United’s increased running is a result of the tweaks Solskjær has made. Firstly, the full-backs are encouraged to push higher than previously, thus giving them more ground to cover. And they now press the opposition high up the pitch in an effort to regain the ball in dangerous areas.
“We’ve had the right mentality, killing teams,” Jesse Lingard told The Guardian when asked about why United’s results have improved so rapidly under the caretaker manager.
“That mentality is very important. Ole has told us to start quickly, press teams and make sure we’re on the front foot and make sure that the first 15-20 minutes can decide the game.”
Paul Pogba echoed Lingard’s sentiment in an interview with Sky Sports: “We are more offensive I would say, so we create more chances, and play a bit higher as well. So we try to play like that. That is how we want to play.”
With and without the ball, United are aiming to play their football higher up the pitch. The organised pressing Solskjær has implemented, and the alacrity with which his charges have taken to this task, means that opposition attacks are now often thwarted before they begin, and United are seeing more of the ball as a result.
Of course, with Solskjær only having overseen four Premier League games, the sample size is small, and the quality of opposition means it has been easier for United to assimilate these new instructions; a sterner test comes on Sunday, when the Red Devils face Tottenham, themselves press masters.
As such, the statistical differences before and after Mourinho are good only for a cursory guide to the work being done under Solskjær and its sustainability. The numbers are, nonetheless, striking.
On the whole, United recover the ball less frequently now – 53.25 times per game, opposed to 60.41 under Mourinho this season – but this is because their share and quality of possession has increased, with 660.5 passes per game compared to 496.17, and their number passes per possession up to 5.47 from 4.16.
What is most telling is where United are now recovering the ball, with 4.25 recoveries per game in the attacking third under Solskjær, compared to just 2.76 under Mourinho.
The pressure United are putting the opposition under is also contributing to opponents being less effective when they have the ball.
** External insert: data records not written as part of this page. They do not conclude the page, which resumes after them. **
//! # Integrity Enforcer
//!
//! The single place where the catalog's rules live. Every store consults an
//! [`Enforcer`] inside its transaction before writing:
//!
//! - **Reference check**: a `categoryId`, `resourceId` or `featureId` in a
//!   payload must resolve, or the write fails with a reference error. Fields
//!   are never silently dropped.
//! - **Type check**: a feature value must populate exactly the slot matching
//!   its feature's declared type.
//! - **Type immutability**: a feature's declared type cannot change once it
//!   exists, so stored values can never drift from their feature.
//! - **Binding uniqueness** (optional): at most one value per
//!   (resource, feature) pair when `unique_bindings` is on.
//! - **Cascade**: deleting a parent computes the full set of dependents,
//!   transitively, as a [`Cascade`] applied in the same transaction.
//!
//! The enforcer holds no state besides its policy switches. It only reads
//! [`Tables`]; mutation happens in the store that called it.
//!
//! ## Cascade Rules
//!
//! | Deleted | Also removed |
//! |---------|--------------|
//! | Category | its features, its resources, every value bound to either |
//! | Feature | every value with that `featureId` |
//! | Resource | every value with that `resourceId` |

use crate::error::{CatalogError, EntityKind, Result};
use crate::ids::{CategoryId, FeatureId, FeatureValueId, ResourceId};
use crate::model::{Category, Feature, Resource};
use crate::store::Tables;
use crate::values::{Value, ValueSlots, ValueType};
use serde::Serialize;
use std::collections::BTreeSet;

/// Integrity policy consulted by every store on write and delete.
#[derive(Debug, Clone, Copy, Default, PartialEq, Eq)]
pub struct Enforcer {
    unique_bindings: bool,
}

impl Enforcer {
    pub fn new() -> Self {
        Self::default()
    }

    /// Reject a second value for an already bound (resource, feature) pair.
    pub fn with_unique_bindings(mut self, unique: bool) -> Self {
        self.unique_bindings = unique;
        self
    }

    pub fn unique_bindings(&self) -> bool {
        self.unique_bindings
    }

    // --- Reference checks ---

    pub fn require_category<'t>(&self, tables: &'t Tables, id: CategoryId) -> Result<&'t Category> {
        tables
            .categories
            .get(&id)
            .ok_or_else(|| CatalogError::reference(EntityKind::Category, id))
    }

    pub fn require_feature<'t>(&self, tables: &'t Tables, id: FeatureId) -> Result<&'t Feature> {
        tables
            .features
            .get(&id)
            .ok_or_else(|| CatalogError::reference(EntityKind::Feature, id))
    }

    pub fn require_resource<'t>(&self, tables: &'t Tables, id: ResourceId) -> Result<&'t Resource> {
        tables
            .resources
            .get(&id)
            .ok_or_else(|| CatalogError::reference(EntityKind::Resource, id))
    }

    // --- Type checks ---

    /// Turn caller-supplied slots into a value legal for `feature`.
    pub fn check_value(&self, feature: &Feature, slots: ValueSlots) -> Result<Value> {
        slots.resolve(&feature.name, feature.value_type)
    }

    /// A feature may be "updated" to the type it already has, nothing else.
    pub fn check_type_change(&self, feature: &Feature, requested: ValueType) -> Result<()> {
        if feature.value_type == requested {
            return Ok(());
        }
        Err(CatalogError::Validation(format!(
            "Feature type is immutable: {} is {}, cannot change to {}",
            feature.name, feature.value_type, requested
        )))
    }

    /// Enforce binding uniqueness when enabled. `current` is the value being
    /// updated, which does not conflict with itself.
    pub fn check_binding(
        &self,
        tables: &Tables,
        resource_id: ResourceId,
        feature_id: FeatureId,
        current: Option<FeatureValueId>,
    ) -> Result<()> {
        if !self.unique_bindings {
            return Ok(());
        }
        let taken = tables
            .values_of_resource(resource_id)
            .any(|v| v.feature_id == feature_id && Some(v.id) != current);
        if taken {
            return Err(CatalogError::Validation(format!(
                "Resource {} already has a value for feature {}",
                resource_id, feature_id
            )));
        }
        Ok(())
    }

    // --- Cascades ---

    /// Everything that goes away with category `id`, the category included.
    pub fn cascade_category(&self, tables: &Tables, id: CategoryId) -> Cascade {
        let mut cascade = Cascade::default();
        cascade.categories.insert(id);
        for feature in tables.features_in(id) {
            self.extend_feature(tables, feature.id, &mut cascade);
        }
        for resource in tables.resources_in(id) {
            self.extend_resource(tables, resource.id, &mut cascade);
        }
        cascade
    }

    /// Feature `id` and every value bound to it.
    pub fn cascade_feature(&self, tables: &Tables, id: FeatureId) -> Cascade {
        let mut cascade = Cascade::default();
        self.extend_feature(tables, id, &mut cascade);
        cascade
    }

    /// Resource `id` and every value bound to it.
    pub fn cascade_resource(&self, tables: &Tables, id: ResourceId) -> Cascade {
        let mut cascade = Cascade::default();
        self.extend_resource(tables, id, &mut cascade);
        cascade
    }

    fn extend_feature(&self, tables: &Tables, id: FeatureId, cascade: &mut Cascade) {
        cascade.features.insert(id);
        cascade
            .feature_values
            .extend(tables.values_of_feature(id).map(|v| v.id));
    }

    fn extend_resource(&self, tables: &Tables, id: ResourceId, cascade: &mut Cascade) {
        cascade.resources.insert(id);
        cascade
            .feature_values
            .extend(tables.values_of_resource(id).map(|v| v.id));
    }
}

/// The set of records removed by one delete, root included.
#[derive(Debug, Clone, Default, PartialEq, Eq, Serialize)]
#[serde(rename_all = "camelCase")]
pub struct Cascade {
    pub categories: BTreeSet<CategoryId>,
    pub features: BTreeSet<FeatureId>,
    pub resources: BTreeSet<ResourceId>,
    pub feature_values: BTreeSet<FeatureValueId>,
}

impl Cascade {
    /// Total number of records in the cascade.
    pub fn len(&self) -> usize {
        self.categories.len()
            + self.features.len()
            + self.resources.len()
            + self.feature_values.len()
    }

    pub fn is_empty(&self) -> bool {
        self.len() == 0
    }

    /// Remove every record in the cascade from `tables`.
    pub fn apply(&self, tables: &mut Tables) {
        for id in &self.feature_values {
            tables.feature_values.remove(id);
        }
        for id in &self.features {
            tables.features.remove(id);
        }
        for id in &self.resources {
            tables.resources.remove(id);
        }
        for id in &self.categories {
            tables.categories.remove(id);
        }
    }
}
United’s opponents now retain the ball for just 7.16 seconds per possession, opposed to 10.32 seconds under Mourinho, and making just 2.83 passes per possession, down from 3.7.
Under the Portuguese this season, United allowed their opponents to pass for 63.93 metres per possession; Solskjær’s side have cut that figure to jut 49.38 metres.
This new way of playing will be tested much more rigorously before the end of the season, and United’s rapid rate of scoring under Solskjær will regress towards the mean as the general level of opposition rises.
Better teams will limit United’s time on the ball and ability to create chances. But Solskjær can continue to control what his side do when out of possession.
In having them defend from the front, Solskjær has brought United’s tactics into the present as they plan their post-Mourinho future.